What you need to do: Lines with the string "BrickContext" must each be copied from the listing.

Information given:
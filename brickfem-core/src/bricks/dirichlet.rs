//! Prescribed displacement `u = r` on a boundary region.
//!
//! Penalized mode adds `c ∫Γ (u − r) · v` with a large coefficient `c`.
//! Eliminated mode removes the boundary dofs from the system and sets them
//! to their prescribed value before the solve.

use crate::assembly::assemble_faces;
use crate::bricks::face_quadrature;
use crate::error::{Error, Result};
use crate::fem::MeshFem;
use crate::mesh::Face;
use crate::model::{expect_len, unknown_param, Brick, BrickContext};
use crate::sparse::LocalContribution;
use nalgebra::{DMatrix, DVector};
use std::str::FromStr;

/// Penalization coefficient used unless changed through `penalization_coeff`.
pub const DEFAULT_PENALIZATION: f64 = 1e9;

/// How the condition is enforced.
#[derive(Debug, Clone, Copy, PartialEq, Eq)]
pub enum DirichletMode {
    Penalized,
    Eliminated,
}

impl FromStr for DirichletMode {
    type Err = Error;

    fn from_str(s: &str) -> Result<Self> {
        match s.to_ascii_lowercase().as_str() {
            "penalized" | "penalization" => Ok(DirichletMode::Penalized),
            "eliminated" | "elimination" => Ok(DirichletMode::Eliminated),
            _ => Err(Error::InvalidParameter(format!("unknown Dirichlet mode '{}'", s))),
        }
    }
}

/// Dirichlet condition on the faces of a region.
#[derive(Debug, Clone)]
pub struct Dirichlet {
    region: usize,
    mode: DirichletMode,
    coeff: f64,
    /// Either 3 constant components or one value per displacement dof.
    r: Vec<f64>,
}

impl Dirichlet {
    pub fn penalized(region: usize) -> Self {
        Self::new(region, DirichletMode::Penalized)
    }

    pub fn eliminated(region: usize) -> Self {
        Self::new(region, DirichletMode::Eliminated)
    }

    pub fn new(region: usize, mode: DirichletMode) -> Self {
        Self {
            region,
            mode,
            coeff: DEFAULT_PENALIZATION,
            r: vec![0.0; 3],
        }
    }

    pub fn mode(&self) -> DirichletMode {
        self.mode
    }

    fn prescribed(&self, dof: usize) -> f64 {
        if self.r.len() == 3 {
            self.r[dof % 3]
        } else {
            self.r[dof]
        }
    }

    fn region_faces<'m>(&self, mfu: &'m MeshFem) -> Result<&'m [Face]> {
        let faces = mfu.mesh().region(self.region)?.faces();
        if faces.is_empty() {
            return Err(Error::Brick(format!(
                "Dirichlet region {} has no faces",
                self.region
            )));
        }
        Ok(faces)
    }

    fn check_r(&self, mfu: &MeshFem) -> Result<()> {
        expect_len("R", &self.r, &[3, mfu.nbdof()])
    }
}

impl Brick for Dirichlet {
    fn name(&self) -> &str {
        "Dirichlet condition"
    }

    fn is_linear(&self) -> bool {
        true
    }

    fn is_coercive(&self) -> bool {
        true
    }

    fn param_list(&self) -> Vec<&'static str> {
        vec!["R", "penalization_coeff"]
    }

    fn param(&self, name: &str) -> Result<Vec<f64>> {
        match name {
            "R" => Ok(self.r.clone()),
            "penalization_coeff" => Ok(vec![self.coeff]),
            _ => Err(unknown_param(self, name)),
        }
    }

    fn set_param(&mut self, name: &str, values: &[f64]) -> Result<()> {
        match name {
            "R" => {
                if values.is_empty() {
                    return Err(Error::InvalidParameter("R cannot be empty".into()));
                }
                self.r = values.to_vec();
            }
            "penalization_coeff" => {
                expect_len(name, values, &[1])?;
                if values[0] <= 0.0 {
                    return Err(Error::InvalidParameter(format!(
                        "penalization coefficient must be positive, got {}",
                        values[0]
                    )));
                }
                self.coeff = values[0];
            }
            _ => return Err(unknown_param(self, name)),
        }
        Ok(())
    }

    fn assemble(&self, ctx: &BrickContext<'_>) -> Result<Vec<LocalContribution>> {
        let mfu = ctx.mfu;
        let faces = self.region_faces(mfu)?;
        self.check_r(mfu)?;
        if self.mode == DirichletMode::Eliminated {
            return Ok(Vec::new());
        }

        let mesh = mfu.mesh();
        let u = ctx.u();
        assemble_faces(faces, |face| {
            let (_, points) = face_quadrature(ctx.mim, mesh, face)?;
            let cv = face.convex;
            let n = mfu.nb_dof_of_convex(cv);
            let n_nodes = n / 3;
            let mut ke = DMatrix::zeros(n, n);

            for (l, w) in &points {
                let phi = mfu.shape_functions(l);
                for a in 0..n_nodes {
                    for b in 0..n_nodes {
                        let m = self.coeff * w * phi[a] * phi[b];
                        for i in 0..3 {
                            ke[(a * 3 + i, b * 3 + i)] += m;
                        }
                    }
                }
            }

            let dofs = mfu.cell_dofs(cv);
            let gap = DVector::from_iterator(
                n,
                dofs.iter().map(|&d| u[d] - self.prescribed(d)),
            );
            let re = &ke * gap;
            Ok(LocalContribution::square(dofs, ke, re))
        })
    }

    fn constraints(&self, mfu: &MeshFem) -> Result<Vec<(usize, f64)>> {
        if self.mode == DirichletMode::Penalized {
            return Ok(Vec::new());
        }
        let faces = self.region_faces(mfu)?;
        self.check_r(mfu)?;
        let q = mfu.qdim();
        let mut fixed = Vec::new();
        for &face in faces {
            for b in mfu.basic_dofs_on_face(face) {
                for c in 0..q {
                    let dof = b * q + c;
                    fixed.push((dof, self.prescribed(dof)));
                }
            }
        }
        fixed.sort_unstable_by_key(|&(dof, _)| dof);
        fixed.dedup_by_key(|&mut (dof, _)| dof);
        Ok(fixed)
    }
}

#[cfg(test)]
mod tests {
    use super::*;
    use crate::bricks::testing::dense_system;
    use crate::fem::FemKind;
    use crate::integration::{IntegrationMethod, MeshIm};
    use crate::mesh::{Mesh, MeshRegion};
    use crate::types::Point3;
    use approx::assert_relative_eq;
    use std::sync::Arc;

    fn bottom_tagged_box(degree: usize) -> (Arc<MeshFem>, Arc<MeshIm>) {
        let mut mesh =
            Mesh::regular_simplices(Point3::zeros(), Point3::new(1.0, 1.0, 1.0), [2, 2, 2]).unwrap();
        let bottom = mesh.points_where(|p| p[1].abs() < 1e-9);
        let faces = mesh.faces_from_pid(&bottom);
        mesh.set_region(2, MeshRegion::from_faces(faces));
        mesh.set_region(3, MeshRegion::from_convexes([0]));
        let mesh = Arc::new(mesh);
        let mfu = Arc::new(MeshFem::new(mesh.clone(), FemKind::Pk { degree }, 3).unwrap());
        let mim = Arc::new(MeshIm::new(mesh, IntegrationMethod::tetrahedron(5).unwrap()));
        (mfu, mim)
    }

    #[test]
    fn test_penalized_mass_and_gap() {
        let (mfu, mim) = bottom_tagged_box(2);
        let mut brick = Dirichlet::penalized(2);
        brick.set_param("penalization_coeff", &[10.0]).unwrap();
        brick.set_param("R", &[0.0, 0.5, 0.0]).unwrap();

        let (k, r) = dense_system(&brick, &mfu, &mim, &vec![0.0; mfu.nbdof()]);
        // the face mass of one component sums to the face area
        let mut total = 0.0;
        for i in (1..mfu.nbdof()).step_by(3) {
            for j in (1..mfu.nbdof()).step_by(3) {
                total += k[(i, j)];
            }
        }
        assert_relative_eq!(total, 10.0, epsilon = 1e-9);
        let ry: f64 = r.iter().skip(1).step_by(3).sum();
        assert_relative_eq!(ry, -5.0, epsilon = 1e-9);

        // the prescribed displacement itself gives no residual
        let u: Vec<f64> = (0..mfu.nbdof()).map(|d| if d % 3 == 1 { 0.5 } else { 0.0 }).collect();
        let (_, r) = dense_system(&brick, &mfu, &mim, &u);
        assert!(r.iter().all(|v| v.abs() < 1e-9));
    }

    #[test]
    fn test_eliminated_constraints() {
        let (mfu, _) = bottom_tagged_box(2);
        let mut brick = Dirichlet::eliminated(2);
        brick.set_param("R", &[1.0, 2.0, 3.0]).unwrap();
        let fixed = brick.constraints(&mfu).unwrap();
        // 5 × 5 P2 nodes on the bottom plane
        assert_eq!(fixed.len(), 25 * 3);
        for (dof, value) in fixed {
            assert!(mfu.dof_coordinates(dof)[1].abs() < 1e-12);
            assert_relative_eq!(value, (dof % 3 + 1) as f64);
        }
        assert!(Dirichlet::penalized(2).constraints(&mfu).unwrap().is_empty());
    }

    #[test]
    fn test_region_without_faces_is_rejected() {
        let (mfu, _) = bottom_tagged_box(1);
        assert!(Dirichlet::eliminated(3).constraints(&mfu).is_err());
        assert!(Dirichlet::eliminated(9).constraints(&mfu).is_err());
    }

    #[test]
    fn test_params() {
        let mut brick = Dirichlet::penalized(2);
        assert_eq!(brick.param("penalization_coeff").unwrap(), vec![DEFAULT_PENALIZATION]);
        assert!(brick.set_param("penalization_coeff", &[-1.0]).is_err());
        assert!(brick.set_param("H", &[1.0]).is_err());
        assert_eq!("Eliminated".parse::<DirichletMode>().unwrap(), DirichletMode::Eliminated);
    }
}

Output for this exercise:
use crate::model::{expect_len, unknown_param, Brick, BrickContext};
    fn assemble(&self, ctx: &BrickContext<'_>) -> Result<Vec<LocalContribution>> {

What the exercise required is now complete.